Lihat ke Halaman Asli

Pesimis DPR Bisa Bersih dari Korupsi, Ketika Mantan Koruptor Lolos Nyaleg

Diperbarui: 31 Agustus 2018   22:46

Kompasiana adalah platform blog. Konten ini menjadi tanggung jawab bloger dan tidak mewakili pandangan redaksi Kompas.

Cerita Pemilih. Sumber ilustrasi: KOMPAS.com/GARRY LOTULUNG

Beberapa waktu lalu, ada sedikit perasaan optimis kala menyongsong pemilu tahun depan. Selain karena sistemnya berubah dari sebelumnya, sebab pemilu digelar secara serentak antara pemilihan legislatif dan pemilihan presiden, juga lantaran ada upaya penyelenggara untuk melahirkan para wakil rakyat yang bersih dari jejak kotor kasus korupsi.

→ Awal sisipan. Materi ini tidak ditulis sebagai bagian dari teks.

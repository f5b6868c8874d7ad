use async_trait::async_trait;

use super::{Action, Decision, DenyReason, Principal, ResourceRef, Role};

/// Policy evaluator trait for pluggable authorization logic
#[async_trait]
pub trait PolicyEvaluator: Send + Sync {
    /// Decide whether the principal may perform an action against a resource.
    async fn decide(&self, principal: &Principal, action: Action, resource: &ResourceRef) -> Decision;
}

/// The canonical decision table over the four roles and eight actions.
/// First matching rule wins; unknown combinations deny.
#[derive(Debug, Clone, Copy, Default)]
pub struct RolePolicy;

impl RolePolicy {
    pub fn new() -> Self {
        Self
    }

    /// Store-visibility rules shared by `ReadStore`/`ListStores` and, for
    /// district managers, `ReadAnalytics`: a concrete target id must be in
    /// the principal's reachable set, a missing target means "list, scoped
    /// later by visibility".
    fn decide_store_scope(principal: &Principal, resource: &ResourceRef) -> Decision {
        match principal.role {
            Role::BusinessExecutive | Role::SuperAdmin => Decision::Allow,
            Role::StoreAssociate => match principal.home_store {
                None => Decision::Deny(DenyReason::NoHomeStore),
                Some(home) => match resource.store_id {
                    None => Decision::Allow,
                    Some(id) if id == home => Decision::Allow,
                    Some(_) => Decision::Deny(DenyReason::StoreNotAssigned),
                },
            },
            Role::DistrictManager => match resource.store_id {
                None => Decision::Allow,
                Some(id) if principal.assigned_stores.contains(&id) => Decision::Allow,
                Some(_) => Decision::Deny(DenyReason::StoreNotAssigned),
            },
        }
    }
}

#[async_trait]
impl PolicyEvaluator for RolePolicy {
    async fn decide(&self, principal: &Principal, action: Action, resource: &ResourceRef) -> Decision {
        let decision = match action {
            Action::CreateStore | Action::AssignStoreToManager | Action::ManageUsers => {
                if principal.role == Role::SuperAdmin {
                    Decision::Allow
                } else {
                    Decision::Deny(DenyReason::SuperAdminOnly)
                }
            }

            Action::ReadStore | Action::ListStores => Self::decide_store_scope(principal, resource),

            Action::ReadPlannerEntry | Action::WritePlannerEntry => match principal.role {
                // Administrative override.
                Role::SuperAdmin => Decision::Allow,
                Role::StoreAssociate => match principal.home_store {
                    None => Decision::Deny(DenyReason::NoHomeStore),
                    Some(home) => match resource.store_id {
                        None => Decision::Allow,
                        Some(id) if id == home => Decision::Allow,
                        Some(_) => Decision::Deny(DenyReason::StoreNotAssigned),
                    },
                },
                // Management roles read dashboards, they do not edit entries.
                Role::DistrictManager | Role::BusinessExecutive => {
                    Decision::Deny(DenyReason::EntriesAreAssociateScoped)
                }
            },

            Action::ReadAnalytics => match principal.role {
                Role::StoreAssociate => Decision::Deny(DenyReason::AnalyticsNotAvailable),
                Role::BusinessExecutive | Role::SuperAdmin => Decision::Allow,
                Role::DistrictManager => Self::decide_store_scope(principal, resource),
            },
        };

        if let Decision::Deny(reason) = decision {
            tracing::debug!(
                user_id = %principal.user_id,
                role = principal.role.as_str(),
                action = action.as_str(),
                store_id = ?resource.store_id,
                reason = reason.as_str(),
                "access denied"
            );
        }

        decision
    }
}
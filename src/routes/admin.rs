use axum::extract::{Path, State};
use axum::http::StatusCode;
use axum::Json;
use uuid::Uuid;

use crate::app::AppState;
use crate::authz::Principal;
use crate::errors::AppResult;
use crate::models::store::{AssignManagerRequest, Store, StoreAssignmentRequest};
use crate::models::user::{RoleUpdateRequest, User, UserCreateRequest};

#[utoipa::path(
    get,
    path = "/admin/users",
    tag = "Admin",
    responses(
        (status = 200, description = "All user accounts", body = [User]),
        (status = 403, description = "Super admin access required")
    )
)]
pub async fn list_users(
    State(state): State<AppState>,
    principal: Principal,
) -> AppResult<Json<Vec<User>>> {
    let users = state.repo().list_users(&principal).await?;
    Ok(Json(users))
}

#[utoipa::path(
    post,
    path = "/admin/users",
    tag = "Admin",
    request_body = UserCreateRequest,
    responses(
        (status = 201, description = "User created", body = User),
        (status = 409, description = "Username or email already in use")
    )
)]
pub async fn create_user(
    State(state): State<AppState>,
    principal: Principal,
    Json(payload): Json<UserCreateRequest>,
) -> AppResult<(StatusCode, Json<User>)> {
    let user = state.repo().create_user(&principal, payload).await?;
    Ok((StatusCode::CREATED, Json(user)))
}

#[utoipa::path(
    put,
    path = "/admin/users/{id}/role",
    tag = "Admin",
    params(("id" = Uuid, Path, description = "User id")),
    request_body = RoleUpdateRequest,
    responses((status = 200, description = "Role updated", body = User))
)]
pub async fn update_role(
    State(state): State<AppState>,
    principal: Principal,
    Path(id): Path<Uuid>,
    Json(payload): Json<RoleUpdateRequest>,
) -> AppResult<Json<User>> {
    let user = state.repo().update_role(&principal, id, payload).await?;
    Ok(Json(user))
}

#[utoipa::path(
    get,
    path = "/admin/district-managers",
    tag = "Admin",
    responses((status = 200, description = "Users holding the district manager role", body = [User]))
)]
pub async fn list_district_managers(
    State(state): State<AppState>,
    principal: Principal,
) -> AppResult<Json<Vec<User>>> {
    let managers = state.repo().list_district_managers(&principal).await?;
    Ok(Json(managers))
}

#[utoipa::path(
    put,
    path = "/admin/stores/{store_id}/assign",
    tag = "Admin",
    params(("store_id" = Uuid, Path, description = "Store id")),
    request_body = AssignManagerRequest,
    responses((status = 200, description = "Store reassigned", body = Store))
)]
pub async fn assign_store(
    State(state): State<AppState>,
    principal: Principal,
    Path(store_id): Path<Uuid>,
    Json(payload): Json<AssignManagerRequest>,
) -> AppResult<Json<Store>> {
    let store = state
        .repo()
        .assign_manager(&principal, store_id, payload.district_manager_id)
        .await?;
    Ok(Json(store))
}

#[utoipa::path(
    post,
    path = "/admin/users/{id}/assignments",
    tag = "Admin",
    params(("id" = Uuid, Path, description = "District manager id")),
    request_body = StoreAssignmentRequest,
    responses((status = 204, description = "Assignment added"))
)]
pub async fn add_assignment(
    State(state): State<AppState>,
    principal: Principal,
    Path(id): Path<Uuid>,
    Json(payload): Json<StoreAssignmentRequest>,
) -> AppResult<StatusCode> {
    state
        .repo()
        .add_assignment(&principal, id, payload.store_id)
        .await?;
    Ok(StatusCode::NO_CONTENT)
}

#[utoipa::path(
    delete,
    path = "/admin/users/{id}/assignments/{store_id}",
    tag = "Admin",
    params(
        ("id" = Uuid, Path, description = "District manager id"),
        ("store_id" = Uuid, Path, description = "Store id")
    ),
    responses((status = 204, description = "Assignment removed"))
)]
pub async fn remove_assignment(
    State(state): State<AppState>,
    principal: Principal,
    Path((id, store_id)): Path<(Uuid, Uuid)>,
) -> AppResult<StatusCode> {
    state
        .repo()
        .remove_assignment(&principal, id, store_id)
        .await?;
    Ok(StatusCode::NO_CONTENT)
}
use sqlx::SqlitePool;
use uuid::Uuid;

use super::ScopedRepo;
use crate::authz::{Action, PolicyEvaluator, Principal, ResourceRef, Role};
use crate::errors::{AppError, AppResult};
use crate::models::user::{DbUser, RoleUpdateRequest, User, UserCreateRequest};
use crate::utils::{hash_password, utc_now};

const USER_COLUMNS: &str =
    "id, username, password_hash, email, first_name, last_name, role, store_id, created_at, updated_at";

impl ScopedRepo {
    pub async fn list_users(&self, principal: &Principal) -> AppResult<Vec<User>> {
        self.policy
            .decide(principal, Action::ManageUsers, &ResourceRef::none())
            .await
            .require()?;

        let rows = sqlx::query_as::<_, DbUser>(&format!(
            "SELECT {} FROM users ORDER BY username",
            USER_COLUMNS
        ))
        .fetch_all(&self.pool)
        .await?;

        rows.into_iter().map(User::try_from).collect()
    }

    pub async fn list_district_managers(&self, principal: &Principal) -> AppResult<Vec<User>> {
        self.policy
            .decide(principal, Action::ManageUsers, &ResourceRef::none())
            .await
            .require()?;

        let rows = sqlx::query_as::<_, DbUser>(&format!(
            "SELECT {} FROM users WHERE role = ? ORDER BY username",
            USER_COLUMNS
        ))
        .bind(Role::DistrictManager.as_str())
        .fetch_all(&self.pool)
        .await?;

        rows.into_iter().map(User::try_from).collect()
    }

    pub async fn create_user(
        &self,
        principal: &Principal,
        payload: UserCreateRequest,
    ) -> AppResult<User> {
        self.policy
            .decide(principal, Action::ManageUsers, &ResourceRef::none())
            .await
            .require()?;

        ensure_username_available(&self.pool, &payload.username).await?;
        ensure_email_available(&self.pool, &payload.email).await?;
        if let Some(store_id) = payload.store_id {
            ensure_store_exists(&self.pool, store_id).await?;
        }

        let password_hash = hash_password(&payload.password)?;
        let user_id = Uuid::new_v4();
        let now = utc_now();

        sqlx::query(
            "INSERT INTO users (id, username, password_hash, email, first_name, last_name, role, store_id, created_at, updated_at) VALUES (?, ?, ?, ?, ?, ?, ?, ?, ?, ?)",
        )
        .bind(user_id.to_string())
        .bind(&payload.username)
        .bind(password_hash)
        .bind(&payload.email)
        .bind(&payload.first_name)
        .bind(&payload.last_name)
        .bind(payload.role.as_str())
        .bind(payload.store_id.map(|id| id.to_string()))
        .bind(now)
        .bind(now)
        .execute(&self.pool)
        .await?;

        let user = fetch_user(&self.pool, user_id)
            .await?
            .ok_or_else(|| AppError::internal("user missing after insert"))?;

        user.try_into()
    }

    /// Move a user to a different role (and home store). Demoting a district
    /// manager also clears their assignment set, so the old scope cannot
    /// linger behind the new role.
    pub async fn update_role(
        &self,
        principal: &Principal,
        user_id: Uuid,
        payload: RoleUpdateRequest,
    ) -> AppResult<User> {
        self.policy
            .decide(principal, Action::ManageUsers, &ResourceRef::none())
            .await
            .require()?;

        fetch_user(&self.pool, user_id)
            .await?
            .ok_or_else(|| AppError::not_found("user not found"))?;

        if let Some(store_id) = payload.store_id {
            ensure_store_exists(&self.pool, store_id).await?;
        }

        let now = utc_now();
        let mut tx = self.pool.begin().await?;

        sqlx::query("UPDATE users SET role = ?, store_id = ?, updated_at = ? WHERE id = ?")
            .bind(payload.role.as_str())
            .bind(payload.store_id.map(|id| id.to_string()))
            .bind(now)
            .bind(user_id.to_string())
            .execute(&mut *tx)
            .await?;

        if payload.role != Role::DistrictManager {
            sqlx::query("DELETE FROM user_store_assignments WHERE user_id = ?")
                .bind(user_id.to_string())
                .execute(&mut *tx)
                .await?;
        }

        tx.commit().await?;

        let user = fetch_user(&self.pool, user_id)
            .await?
            .ok_or_else(|| AppError::internal("user missing after update"))?;

        user.try_into()
    }
}

async fn fetch_user(pool: &SqlitePool, user_id: Uuid) -> AppResult<Option<DbUser>> {
    let user = sqlx::query_as::<_, DbUser>(&format!(
        "SELECT {} FROM users WHERE id = ?",
        USER_COLUMNS
    ))
    .bind(user_id.to_string())
    .fetch_optional(pool)
    .await?;

    Ok(user)
}

async fn ensure_username_available(pool: &SqlitePool, username: &str) -> AppResult<()> {
    let count: i64 = sqlx::query_scalar("SELECT COUNT(1) FROM users WHERE username = ?")
        .bind(username)
        .fetch_one(pool)
        .await?;

    if count > 0 {
        return Err(AppError::conflict("username already in use"));
    }

    Ok(())
}

async fn ensure_email_available(pool: &SqlitePool, email: &str) -> AppResult<()> {
    let count: i64 = sqlx::query_scalar("SELECT COUNT(1) FROM users WHERE email = ?")
        .bind(email)
        .fetch_one(pool)
        .await?;

    if count > 0 {
        return Err(AppError::conflict("email already in use"));
    }

    Ok(())
}

async fn ensure_store_exists(pool: &SqlitePool, store_id: Uuid) -> AppResult<()> {
    let count: i64 = sqlx::query_scalar("SELECT COUNT(1) FROM stores WHERE id = ?")
        .bind(store_id.to_string())
        .fetch_one(pool)
        .await?;

    if count == 0 {
        return Err(AppError::bad_request("store does not exist"));
    }

    Ok(())
}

Memang, Komisi Pemilihan Umum (KPU) telah menerbitkan Peraturan KPU (PKPU) Nomor 20 Tahun 2018 tentang Pencalonan Anggota DPR, DPRD Provinsi, dan DPRD Kabupaten/Kota dalam Pemilu 2019. Salah satu poinnya berisi larangan bagi mantan koruptor maju sebagai Calon Legislatif di Pemilu.

Aturan itu dirasa sangat baik, karena juga memuat larangan menjadi caleg bagi mantan bandar narkoba dan mantan pelaku kejahatan seksual terhadap anak. Dua tindak pidana yang sangat tercela. Karenanya, mantan pelaku juga mesti diberikan hukuman sosial, salah satunya tidak bisa menjadi wakil rakyat.

Aturan ini juga bak oase di tengah padang gurun yang gersang. Sudah penat telinga rakyat mendengar skandal korupsi bertubi-tubi yang dilakukan anggota legislatif di negeri ini. Seolah tak pernah jera. Meski banyak yang dipenjara, tetap saja bermunculan koruptor-koruptor baru yang merampok uang negara.

Namun, asa itu perlahan sirna seiring manuver Badan Pengawas Pemilu (Bawaslu) yang tetap meloloskan mantan koruptor untuk jadi calon anggota legislatif. Lembaga negara ini seakan tak berdaya menghadapi perlawanan balik para eks napi korupsi yang melakukan gugatan terhadap aturan KPU itu.

Saat ini, sedikitnya ada lima orang yang diloloskan Bawaslu dalam putusan sengketa. Kelimanya berasal dari Kabupaten Toraja Utara, Sulawesi Utara, Aceh, Parepare dan Rembang. Mereka dibolehkan untuk tetap melanjutkan pencalonan di Pemilu 2019, meski sebelumnya pernah mendekam di penjara karena tersandung kasus rasuah.

Terang saja banyak yang protes dengan keputusan Bawaslu ini. Salah satunya Ketua Umum Partai Amanat Nasional (PAN), Zulkifli Hasan. Ia kecewa karena sebelumnya semua partai politik telah menandatangani pakta integritas bersama KPU dan Bawaslu, yang berisi kesepakatan untuk tidak mencalonkan kader yang sudah pernah terkena masalah hukum.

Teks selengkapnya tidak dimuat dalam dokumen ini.